[TASK TO COMPLETE]:
Return exactly the span of lines in the following data that opens with the line containing "let row = store" and closes with the line containing "pub trait Embedder: Send". Include nothing else.

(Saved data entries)
---------------

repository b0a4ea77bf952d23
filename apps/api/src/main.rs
mod config;
mod db;
mod documents;
mod errors;
mod llm_client;
mod matching;
mod models;
mod routes;
mod state;
mod store;

use std::net::SocketAddr;
use std::sync::Arc;

use anyhow::Result;
use tower_http::{cors::CorsLayer, trace::TraceLayer};
use tracing::info;
use tracing_subscriber::{layer::SubscriberExt, util::SubscriberInitExt, EnvFilter};

use crate::config::Config;
use crate::db::{create_pool, ensure_schema};
use crate::llm_client::LlmClient;
use crate::routes::build_router;
use crate::state::AppState;
use crate::store::PgStore;

#[tokio::main]
async fn main() -> Result<()> {
    // Load configuration first (fails on missing required env vars)
    let config = Config::from_env()?;

    // Initialize structured logging
    tracing_subscriber::registry()
        .with(EnvFilter::try_from_default_env().unwrap_or_else(|_| {
            EnvFilter::new(format!("{}={}", env!("CARGO_PKG_NAME"), &config.rust_log))
        }))
        .with(tracing_subscriber::fmt::layer())
        .init();

    info!("Starting Matchmaker API v{}", env!("CARGO_PKG_VERSION"));

    // Initialize PostgreSQL and create tables if absent
    let pool = create_pool(&config.database_url, config.db_max_connections).await?;
    ensure_schema(&pool).await?;

    // Initialize LLM client (embeddings + extraction)
    let llm = Arc::new(LlmClient::new(&config)?);
    info!(
        "LLM client initialized (embedding model: {}, completion model: {}, timeout: {}s, attempts: {})",
        llm.embedding_model(),
        llm.completion_model(),
        config.provider_timeout.as_secs(),
        config.provider_max_attempts
    );

    let state = AppState {
        store: Arc::new(PgStore::new(pool)),
        embedder: llm.clone(),
        extractor: llm,
        config: Arc::new(config.clone()),
    };

    let app = build_router(state)
        .layer(TraceLayer::new_for_http())
        .layer(CorsLayer::permissive()); // browser frontend is served from another origin

    let addr: SocketAddr = format!("0.0.0.0:{}", config.port).parse()?;
    info!("Listening on {addr}");

    let listener = tokio::net::TcpListener::bind(addr).await?;
    axum::serve(listener, app).await?;

    Ok(())
}
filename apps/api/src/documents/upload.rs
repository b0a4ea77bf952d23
use axum::extract::Multipart;
use bytes::Bytes;

use crate::errors::AppError;

/// Field names accepted for a résumé upload.
pub const RESUME_FIELDS: &[&str] = &["file", "resume"];
/// Field names accepted for a job-description upload.
pub const JD_FIELDS: &[&str] = &["file", "jd"];

/// Reads the first multipart field whose name is in `accepted` and decodes it as text.
/// Other fields are skipped.
pub async fn read_text_upload(
    multipart: &mut Multipart,
    accepted: &[&str],
) -> Result<String, AppError> {
    while let Some(field) = multipart
        .next_field()
        .await
        .map_err(|e| AppError::Validation(format!("Malformed multipart body: {}", e.body_text())))?
    {
        if !field.name().is_some_and(|name| accepted.contains(&name)) {
            continue;
        }

        let bytes = field
            .bytes()
            .await
            .map_err(|e| AppError::Validation(format!("Failed to read upload: {}", e.body_text())))?;
        return decode_text(bytes);
    }

    Err(AppError::Validation(format!(
        "Missing file field (expected one of: {})",
        accepted.join(", ")
    )))
}

/// Uploads must be UTF-8 without NUL bytes (PostgreSQL TEXT cannot hold NUL).
pub fn decode_text(bytes: Bytes) -> Result<String, AppError> {
    let text = String::from_utf8(bytes.to_vec())
        .map_err(|e| AppError::Validation(format!("Upload is not valid UTF-8: {e}")))?;
    if text.contains('\0') {
        return Err(AppError::Validation(
            "Upload contains a NUL byte".to_string(),
        ));
    }
    Ok(text)
}
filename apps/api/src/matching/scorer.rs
//! Match scorer: embeds a stored résumé and job description and records their cosine similarity.

use tracing::info;

use crate::errors::AppError;
use crate::llm_client::Embedder;
use crate::matching::similarity::cosine_similarity;
use crate::models::resume::MatchScoreRow;
use crate::store::{is_foreign_key_violation, RecordStore};

/// Computes and persists the score for `(resume_id, job_id)`.
///
/// 1. Both records are looked up before any provider call; a missing one is `NotFound`.
/// 2. Résumé then job text are embedded, one fresh provider call each.
/// 3. Cosine similarity in [-1, 1]; a degenerate embedding fails without writing.
/// 4. A new `match_scores` row is appended and returned.
pub async fn compute_match(
    store: &dyn RecordStore,
    embedder: &dyn Embedder,
    resume_id: i32,
    job_id: i32,
) -> Result<MatchScoreRow, AppError> {
    let resume = store
        .get_resume(resume_id)
        .await?
        .ok_or_else(|| AppError::NotFound(format!("Resume {resume_id} not found")))?;
    let job = store
        .get_job_description(job_id)
        .await?
        .ok_or_else(|| AppError::NotFound(format!("Job description {job_id} not found")))?;

    let resume_embedding = embedder.embed(&resume.content).await?;
    let job_embedding = embedder.embed(&job.content).await?;

    let score = cosine_similarity(&resume_embedding, &job_embedding)?;

    let row = store
        .create_match_score(resume_id, job_id, score)
        .await
        .map_err(|e| {
            if is_foreign_key_violation(&e) {
                AppError::NotFound(format!(
                    "Resume {resume_id} or job description {job_id} not found"
                ))
            } else {
                AppError::Database(e)
            }
        })?;

    info!(
        "Match score {} recorded for resume {} / job {} (row {})",
        row.score, resume_id, job_id, row.id
    );
    Ok(row)
}
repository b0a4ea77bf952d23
//! Embedding adapter: one text in, one vector out, one provider call per invocation.

use async_trait::async_trait;
use serde::{Deserialize, Serialize};
use tracing::debug;

use super::{LlmClient, LlmError};

/// A fixed-length vector representing the semantic content of a text.
pub type Embedding = Vec<f32>;

/// Turns text into an embedding. Carried in `AppState` as `Arc<dyn Embedder>`.
#[async_trait]
pub trait Embedder: Send + Sync {
    async fn embed(&self, text: &str) -> Result<Embedding, LlmError>;
}

#[derive(Debug, Serialize)]
struct EmbeddingRequest<'a> {
    model: &'a str,
    input: &'a str,
}

#[derive(Debug, Deserialize)]
struct EmbeddingResponse {
    data: Vec<EmbeddingData>,
    usage: Option<EmbeddingUsage>,
}

#[derive(Debug, Deserialize)]
struct EmbeddingData {
    embedding: Embedding,
}

#[derive(Debug, Deserialize)]
struct EmbeddingUsage {
    total_tokens: u32,
}

#[async_trait]
impl Embedder for LlmClient {
    async fn embed(&self, text: &str) -> Result<Embedding, LlmError> {
        let request = EmbeddingRequest {
            model: &self.embedding_model,
            input: text,
        };

        let response: EmbeddingResponse = self.post_json("embeddings", &request).await?;

        if let Some(usage) = &response.usage {
            debug!("Embedding call succeeded: total_tokens={}", usage.total_tokens);
        }

        response
            .data
            .into_iter()
            .next()
            .map(|d| d.embedding)
            .filter(|e| !e.is_empty())
            .ok_or(LlmError::EmptyContent)
    }
}
use axum::{extract::State, Json};
use serde_json::{json, Value};

use crate::state::AppState;

/// GET /health
/// Returns a simple status object with service version and configured models.
pub async fn health_handler(State(state): State<AppState>) -> Json<Value> {
    Json(json!({
        "status": "ok",
        "version": env!("CARGO_PKG_VERSION"),
        "service": "matchmaker-api",
        "embedding_model": state.config.embedding_model,
        "completion_model": state.config.completion_model,
    }))
}
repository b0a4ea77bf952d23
use std::sync::Arc;

use crate::config::Config;
use crate::llm_client::{Embedder, Extractor};
use crate::store::RecordStore;

/// Shared application state injected into all route handlers via Axum extractors.
/// Built once in `main`; cloning only bumps reference counts.
#[derive(Clone)]
pub struct AppState {
    pub store: Arc<dyn RecordStore>,
    pub embedder: Arc<dyn Embedder>,
    pub extractor: Arc<dyn Extractor>,
    pub config: Arc<Config>,
}
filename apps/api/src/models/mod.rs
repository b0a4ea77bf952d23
pub mod resume;
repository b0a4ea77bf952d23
// Prompt templates for the extraction endpoints.
// `{text}` is replaced with the uploaded document.

pub const EXTRACTION_SYSTEM: &str = "You are a precise recruiting assistant. \
    Summarize only what the document states. \
    Do NOT invent skills, employers, dates or requirements. \
    Respond in plain text, one item per line.";

pub const RESUME_EXTRACT_PROMPT: &str = "Extract skills and experience from this resume: {text}";

pub const JD_EXTRACT_PROMPT: &str =
    "Extract key requirements from this job description: {text}";

/// Fills a template's `{text}` placeholder.
pub fn render(template: &str, text: &str) -> String {
    template.replace("{text}", text)
}
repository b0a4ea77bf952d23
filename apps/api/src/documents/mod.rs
// Résumé and job-description intake: multipart upload, LLM extraction, raw-text storage.

pub mod handlers;
pub mod upload;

---------------

[RESPONSE BELOW]:
    let row = store
        .create_match_score(resume_id, job_id, score)
        .await
        .map_err(|e| {
            if is_foreign_key_violation(&e) {
                AppError::NotFound(format!(
                    "Resume {resume_id} or job description {job_id} not found"
                ))
            } else {
                AppError::Database(e)
            }
        })?;

    info!(
        "Match score {} recorded for resume {} / job {} (row {})",
        row.score, resume_id, job_id, row.id
    );
    Ok(row)
}
repository b0a4ea77bf952d23
//! Embedding adapter: one text in, one vector out, one provider call per invocation.

use async_trait::async_trait;
use serde::{Deserialize, Serialize};
use tracing::debug;

use super::{LlmClient, LlmError};

/// A fixed-length vector representing the semantic content of a text.
pub type Embedding = Vec<f32>;

/// Turns text into an embedding. Carried in `AppState` as `Arc<dyn Embedder>`.
#[async_trait]
pub trait Embedder: Send + Sync {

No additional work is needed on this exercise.